Lake Pontchartrain (/ˈpɒntʃətreɪn/ PON-chə-trayn; Lac Pontchartrain, /fr/) is an estuary in southeastern Louisiana in the United States. It covers 630 sqmi with an average depth of 12 to 14 ft. Some shipping channels are kept deeper through dredging. It is roughly oval, about 40 mi from west to east and 24 mi from south to north. As an estuary, its "Lake" title is a misnomer, but only a slight one, as its passage to the open sea is narrow.

The lake was named in 1699 by the French explorer Pierre Le Moyne d'Iberville for Louis Phélypeaux, comte de Pontchartrain, a minister under Louis XIV. It connects to the Gulf of Mexico through the Rigolets strait and Chef Menteur Pass by way of Lake Borgne, and receives fresh water from several rivers and bayous, giving it brackish water and only small tidal changes. Lake Pontchartrain is one of the largest wetland systems along the Gulf Coast of North America and forms the core of the wider Pontchartrain Basin, a watershed that spans 16 Louisiana parishes and four Mississippi counties.

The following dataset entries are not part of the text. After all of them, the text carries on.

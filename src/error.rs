//! Error types for sanitization passes

use thiserror::Error;

/// Result type for sanitizer operations.
pub type Result<T> = std::result::Result<T, SanitizeError>;

/// Errors that can occur while parsing, cleaning or rendering a document.
///
/// Whitelist misses (unknown tags, attributes, style properties, class tokens)
/// are routine outcomes and never surface here.
#[derive(Error, Debug)]
pub enum SanitizeError {
    /// The markup could not be turned into a document tree
    #[error("parse error: {0}")]
    Parse(String),

    /// A detach or replace failed because the parent/child links disagree.
    /// This is a contract violation of the tree, not bad input.
    #[error("structural invariant violated: {0}")]
    Structure(String),

    /// The tree is nested deeper than the policy allows
    #[error("nesting depth {depth} exceeds maximum allowed depth {max}")]
    DepthLimit { depth: usize, max: usize },

    /// A value-filter pattern failed to compile
    #[error("pattern error: {0}")]
    Pattern(#[from] regex::Error),

    /// Writing the serialized tree failed
    #[error("serialization error: {0}")]
    Serialize(#[from] std::io::Error),
}

impl SanitizeError {
    /// Get numeric error code for embedding callers
    pub fn code(&self) -> u32 {
        match self {
            SanitizeError::Parse(_) => 1,
            SanitizeError::Structure(_) => 2,
            SanitizeError::DepthLimit { .. } => 3,
            SanitizeError::Pattern(_) => 4,
            SanitizeError::Serialize(_) => 5,
        }
    }

    /// Whether the error signals a broken tree rather than a property of the input
    pub fn is_fatal(&self) -> bool {
        matches!(self, SanitizeError::Structure(_))
    }
}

The estuary is located in parts of six Louisiana parishes; in descending order of area, they are St. Tammany, Orleans, Jefferson, St. John the Baptist, St. Charles, and Tangipahoa. The water boundaries were defined in 1979 (see list of parishes in Louisiana).

The lake forms the northern boundary of New Orleans and its suburbs, and a portage between the lake and the Mississippi River was central to the city's founding in 1718. During hurricanes, a storm surge driven into the lake can overwhelm the levees protecting New Orleans, most catastrophically during Hurricane Katrina in 2005, when levee and floodwall failures along the lakefront flooded most of the city. Decades of oil and gas drilling, logging of cypress swamps, saltwater intrusion, and pollution have stressed the lake's ecosystems, prompting conservation and restoration efforts.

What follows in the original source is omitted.